В каждой стране свой контрразведывательный режим. Где-то он мягче, где-то более жесткий, а в иных государствах и вовсе враждебный. Зависит это от многих факторов: политической обстановки в стране, традиций, культуры, межгосударственных отношений, уровня профессионального мастерства контрразведчиков.
В службе военных атташе случается всякое. Это только в народном фольклоре бытует мнение, что «с милым рай в шалаше, если милый атташе». Справедливости ради надо сказать, что военные атташе устроены, как правило, неплохо, но от этого их жизнь не становится менее тревожной и опасной.
Не станем возвращаться к сталинским репрессиям конца 30‑х годов. Этой проблеме посвящена целая глава нашего повествования. Сложность вся в том, что с окончанием Второй мировой войны опасность оказаться в подвалах Лубянки, потом в лагерях никуда не исчезла. Советские военные атташе вновь оказались под двойным ударом. В стране пребывания этот удар могла нанести контрразведка, а дома — органы НКГБ.
Первым «послевоенным» атташе, попавшим в жернова советских карательных органов, был полковник Николай Заботин.

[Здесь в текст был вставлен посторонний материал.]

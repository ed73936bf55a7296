use std::any::Any;

use crate::dtype::{ImageDtype, PixelDepth};
use crate::error::ImageError;
use crate::image::{Image, ImageSize};

/// Owned samples of a runtime-typed raster, one variant per depth.
#[derive(Debug, Clone, PartialEq)]
pub enum PixelBuffer {
    /// 8-bit unsigned samples.
    U8(Vec<u8>),
    /// 16-bit unsigned samples.
    U16(Vec<u16>),
    /// 16-bit signed samples.
    I16(Vec<i16>),
    /// 32-bit float samples.
    F32(Vec<f32>),
    /// 64-bit float samples.
    F64(Vec<f64>),
}

impl PixelBuffer {
    /// A zero-filled buffer of `len` samples.
    pub fn zeros(depth: PixelDepth, len: usize) -> Self {
        match depth {
            PixelDepth::U8 => PixelBuffer::U8(vec![0; len]),
            PixelDepth::U16 => PixelBuffer::U16(vec![0; len]),
            PixelDepth::I16 => PixelBuffer::I16(vec![0; len]),
            PixelDepth::F32 => PixelBuffer::F32(vec![0.0; len]),
            PixelDepth::F64 => PixelBuffer::F64(vec![0.0; len]),
        }
    }

    /// The depth of the samples.
    pub fn depth(&self) -> PixelDepth {
        match self {
            PixelBuffer::U8(_) => PixelDepth::U8,
            PixelBuffer::U16(_) => PixelDepth::U16,
            PixelBuffer::I16(_) => PixelDepth::I16,
            PixelBuffer::F32(_) => PixelDepth::F32,
            PixelBuffer::F64(_) => PixelDepth::F64,
        }
    }

    /// Number of samples.
    pub fn len(&self) -> usize {
        match self {
            PixelBuffer::U8(d) => d.len(),
            PixelBuffer::U16(d) => d.len(),
            PixelBuffer::I16(d) => d.len(),
            PixelBuffer::F32(d) => d.len(),
            PixelBuffer::F64(d) => d.len(),
        }
    }

    /// Returns true if the buffer holds no samples.
    pub fn is_empty(&self) -> bool {
        self.len() == 0
    }
}

/// A raster whose depth and channel count are only known at runtime.
///
/// One variant per supported (depth, channels) pair. Channel counts other
/// than 1, 3 and 4 cannot be represented.
#[derive(Debug, Clone, PartialEq)]
pub enum DynImage {
    /// 8-bit single channel.
    Mono8(Image<u8, 1>),
    /// 8-bit RGB.
    Rgb8(Image<u8, 3>),
    /// 8-bit RGBA.
    Rgba8(Image<u8, 4>),
    /// 16-bit unsigned single channel.
    Mono16(Image<u16, 1>),
    /// 16-bit unsigned RGB.
    Rgb16(Image<u16, 3>),
    /// 16-bit unsigned RGBA.
    Rgba16(Image<u16, 4>),
    /// 16-bit signed single channel.
    Mono16S(Image<i16, 1>),
    /// 16-bit signed RGB.
    Rgb16S(Image<i16, 3>),
    /// 16-bit signed RGBA.
    Rgba16S(Image<i16, 4>),
    /// 32-bit float single channel.
    Mono32F(Image<f32, 1>),
    /// 32-bit float RGB.
    Rgb32F(Image<f32, 3>),
    /// 32-bit float RGBA.
    Rgba32F(Image<f32, 4>),
    /// 64-bit float single channel.
    Mono64F(Image<f64, 1>),
    /// 64-bit float RGB.
    Rgb64F(Image<f64, 3>),
    /// 64-bit float RGBA.
    Rgba64F(Image<f64, 4>),
}

/// An operation that reads a typed image, whatever its depth and channels.
pub trait ImageVisitor {
    /// Value produced by the visit.
    type Output;

    /// Visit the typed image.
    fn visit<T: ImageDtype, const C: usize>(self, image: &Image<T, C>) -> Self::Output;
}

/// An operation producing a new image with the same depth and channels.
pub trait ImageTransform {
    /// Apply the operation to the typed image.
    fn apply<T: ImageDtype, const C: usize>(
        &self,
        image: &Image<T, C>,
    ) -> Result<Image<T, C>, ImageError>;
}

macro_rules! for_each_variant {
    ($value:expr, $img:ident => $body:expr) => {
        match $value {
            DynImage::Mono8($img) => $body,
            DynImage::Rgb8($img) => $body,
            DynImage::Rgba8($img) => $body,
            DynImage::Mono16($img) => $body,
            DynImage::Rgb16($img) => $body,
            DynImage::Rgba16($img) => $body,
            DynImage::Mono16S($img) => $body,
            DynImage::Rgb16S($img) => $body,
            DynImage::Rgba16S($img) => $body,
            DynImage::Mono32F($img) => $body,
            DynImage::Rgb32F($img) => $body,
            DynImage::Rgba32F($img) => $body,
            DynImage::Mono64F($img) => $body,
            DynImage::Rgb64F($img) => $body,
            DynImage::Rgba64F($img) => $body,
        }
    };
}

macro_rules! map_variant {
    ($value:expr, $img:ident => $body:expr) => {
        match $value {
            DynImage::Mono8($img) => DynImage::Mono8($body),
            DynImage::Rgb8($img) => DynImage::Rgb8($body),
            DynImage::Rgba8($img) => DynImage::Rgba8($body),
            DynImage::Mono16($img) => DynImage::Mono16($body),
            DynImage::Rgb16($img) => DynImage::Rgb16($body),
            DynImage::Rgba16($img) => DynImage::Rgba16($body),
            DynImage::Mono16S($img) => DynImage::Mono16S($body),
            DynImage::Rgb16S($img) => DynImage::Rgb16S($body),
            DynImage::Rgba16S($img) => DynImage::Rgba16S($body),
            DynImage::Mono32F($img) => DynImage::Mono32F($body),
            DynImage::Rgb32F($img) => DynImage::Rgb32F($body),
            DynImage::Rgba32F($img) => DynImage::Rgba32F($body),
            DynImage::Mono64F($img) => DynImage::Mono64F($body),
            DynImage::Rgb64F($img) => DynImage::Rgb64F($body),
            DynImage::Rgba64F($img) => DynImage::Rgba64F($body),
        }
    };
}

macro_rules! impl_from_image {
    ($($variant:ident => ($t:ty, $c:literal)),* $(,)?) => {
        $(
            impl From<Image<$t, $c>> for DynImage {
                fn from(image: Image<$t, $c>) -> Self {
                    DynImage::$variant(image)
                }
            }
        )*
    };
}

impl_from_image!(
    Mono8 => (u8, 1),
    Rgb8 => (u8, 3),
    Rgba8 => (u8, 4),
    Mono16 => (u16, 1),
    Rgb16 => (u16, 3),
    Rgba16 => (u16, 4),
    Mono16S => (i16, 1),
    Rgb16S => (i16, 3),
    Rgba16S => (i16, 4),
    Mono32F => (f32, 1),
    Rgb32F => (f32, 3),
    Rgba32F => (f32, 4),
    Mono64F => (f64, 1),
    Rgb64F => (f64, 3),
    Rgba64F => (f64, 4),
);

impl DynImage {
    /// Build a raster from raw interleaved samples.
    ///
    /// # Errors
    ///
    /// * [`ImageError::UnsupportedFormat`] if `channels` is not 1, 3 or 4.
    /// * [`ImageError::InvalidChannelShape`] if the buffer length does not match.
    ///
    /// # Example
    ///
    /// ```
    /// use rewarp_image::{DynImage, ImageSize, PixelBuffer, PixelDepth};
    ///
    /// let size = ImageSize { width: 2, height: 1 };
    /// let image = DynImage::from_buffer(size, 3, PixelBuffer::U16(vec![0; 6])).unwrap();
    ///
    /// assert_eq!(image.depth(), PixelDepth::U16);
    /// assert_eq!(image.num_channels(), 3);
    /// ```
    pub fn from_buffer(
        size: ImageSize,
        channels: usize,
        buffer: PixelBuffer,
    ) -> Result<Self, ImageError> {
        let image = match (buffer, channels) {
            (PixelBuffer::U8(d), 1) => DynImage::Mono8(Image::new(size, d)?),
            (PixelBuffer::U8(d), 3) => DynImage::Rgb8(Image::new(size, d)?),
            (PixelBuffer::U8(d), 4) => DynImage::Rgba8(Image::new(size, d)?),
            (PixelBuffer::U16(d), 1) => DynImage::Mono16(Image::new(size, d)?),
            (PixelBuffer::U16(d), 3) => DynImage::Rgb16(Image::new(size, d)?),
            (PixelBuffer::U16(d), 4) => DynImage::Rgba16(Image::new(size, d)?),
            (PixelBuffer::I16(d), 1) => DynImage::Mono16S(Image::new(size, d)?),
            (PixelBuffer::I16(d), 3) => DynImage::Rgb16S(Image::new(size, d)?),
            (PixelBuffer::I16(d), 4) => DynImage::Rgba16S(Image::new(size, d)?),
            (PixelBuffer::F32(d), 1) => DynImage::Mono32F(Image::new(size, d)?),
            (PixelBuffer::F32(d), 3) => DynImage::Rgb32F(Image::new(size, d)?),
            (PixelBuffer::F32(d), 4) => DynImage::Rgba32F(Image::new(size, d)?),
            (PixelBuffer::F64(d), 1) => DynImage::Mono64F(Image::new(size, d)?),
            (PixelBuffer::F64(d), 3) => DynImage::Rgb64F(Image::new(size, d)?),
            (PixelBuffer::F64(d), 4) => DynImage::Rgba64F(Image::new(size, d)?),
            (buffer, channels) => {
                return Err(ImageError::UnsupportedFormat(buffer.depth(), channels))
            }
        };
        Ok(image)
    }

    /// A zero-filled raster of the given size, depth and channel count.
    pub fn zeros(size: ImageSize, depth: PixelDepth, channels: usize) -> Result<Self, ImageError> {
        let buffer = PixelBuffer::zeros(depth, size.area() * channels);
        Self::from_buffer(size, channels, buffer)
    }

    /// Get the size of the image in pixels.
    pub fn size(&self) -> ImageSize {
        for_each_variant!(self, img => img.size())
    }

    /// Get the width of the image in pixels.
    pub fn width(&self) -> usize {
        self.size().width
    }

    /// Get the height of the image in pixels.
    pub fn height(&self) -> usize {
        self.size().height
    }

    /// Get the number of channels in the image.
    pub fn num_channels(&self) -> usize {
        for_each_variant!(self, img => img.num_channels())
    }

    /// Get the sample depth of the image.
    pub fn depth(&self) -> PixelDepth {
        struct DepthOf;
        impl ImageVisitor for DepthOf {
            type Output = PixelDepth;
            fn visit<T: ImageDtype, const C: usize>(self, _: &Image<T, C>) -> PixelDepth {
                T::DEPTH
            }
        }
        self.visit(DepthOf)
    }

    /// Returns true if the image has no pixels.
    pub fn is_empty(&self) -> bool {
        self.size().is_empty()
    }

    /// Run a visitor on the underlying typed image.
    pub fn visit<V: ImageVisitor>(&self, visitor: V) -> V::Output {
        for_each_variant!(self, img => visitor.visit(img))
    }

    /// Apply a transform and wrap the result in the same variant.
    pub fn try_map<F: ImageTransform>(&self, op: &F) -> Result<DynImage, ImageError> {
        Ok(map_variant!(self, img => op.apply(img)?))
    }

    /// Borrow the underlying typed image if depth and channels match.
    ///
    /// ```
    /// use rewarp_image::{DynImage, Image, ImageSize};
    ///
    /// let size = ImageSize { width: 2, height: 2 };
    /// let image: DynImage = Image::<u8, 1>::from_size_val(size, 7).unwrap().into();
    ///
    /// assert!(image.downcast_ref::<u8, 1>().is_some());
    /// assert!(image.downcast_ref::<u8, 3>().is_none());
    /// ```
    pub fn downcast_ref<T: ImageDtype, const C: usize>(&self) -> Option<&Image<T, C>> {
        for_each_variant!(self, img => (img as &dyn Any).downcast_ref::<Image<T, C>>())
    }
}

Родился он в Истринском районе Московской области, в семье крестьянина. Семнадцатилетним юношей оказался в Красной Армии. Окончил Московскую артиллерийскую школу, а в 1936 году — специальный факультет Военной академии им. М.В. Фрунзе. И сразу же попал в Разведуправление.
В следующем, 1937 году его направляют военным советником в Монгольскую народную армию. Через три года Николай Иванович возвращается из длительной командировки и продолжает службу в центральном аппарате.
В 1943 году его назначают военным атташе и одновременно резидентом Разведуправления в Канаде. Надо сказать, что резидентура под его руководством работала достаточно активно. Благодаря усилиям Заботина (Гранта) в этой стране была создана разветвленная агентурная сеть.
В то же время полковник допустил немало ошибок и просчетов, о которых мы подробно говорили в предыдущей главе.
Шифровальщик лейтенант Игорь Гузенко бежал и сдался канадской контрразведке. Ущерб, нанесенный предателем, был огромен. Полковника Николая Заботина отозвали в Советский Союз и арестовали. Вместе с ним в тюрьме оказались жена и сын.
«Я считал такое решение несправедливым, — пишет в своей книге «Сквозь годы войн и нищеты» генерал-лейтенант в отставке Михаил Мильштейн. — Не понимал, какими высшими государственными интересами можно объяснить арест ни в чем не повинных жены и сына Заботина».
Мне думается, что ключевыми словами в этой цитате являются слова «ни в чем не повинных». Однако сколько их было таких, десятки тысяч, сотни?.. Кто знает? Военные атташе не являлись исключением.
Вот еще одна загубленная жизнь. Военно-морской атташе и резидент разведки в Турции капитан 1‑го ранга Аким Анатольевич Михайлов. История его ареста, расправы (иначе не назовешь) и последующего почти полувекового забвения потрясает.
Его взяли накануне нового, 1946 года. Прямо из-за праздничного стола. Арест и полное молчание год, два, десять, двадцать.
Военный прокурор Вячеслав Звягинцев, изучавший обстоятельства ареста капитана 1‑го ранга Акима Михайлова, в книге «Трибунал для флагманов» пишет: «Родные и близкие терялись в догадках о причинах ареста Михайлова. Не раз обращались они в разные инстанции, но завесу секретности поднять не смогли.
Писала жена, Мария Петровна. Писал брат, офицер морской пограничной службы. В том числе и на имя Сталина. Чем они только не мотивировали свои просьбы сообщить о судьбе их мужа и брата. Обосновывали это даже необходимостью самим определиться в отношении к нему. Если враг, шпион — это одно. Если нет — то другое. Но и это не помогло. В ответ — гробовое молчание.
Мария Петровна, изливая душу перед вождем, недоумевала: где бы ни был муж, всегда возвращался из-за кордона с боевым орденом или медалью, и вдруг неожиданный арест?!
«Я прошу вас, дорогой тов. Сталин, — настаивала она, — объясните мне, очевидно, я перестала понимать, что творится вокруг меня».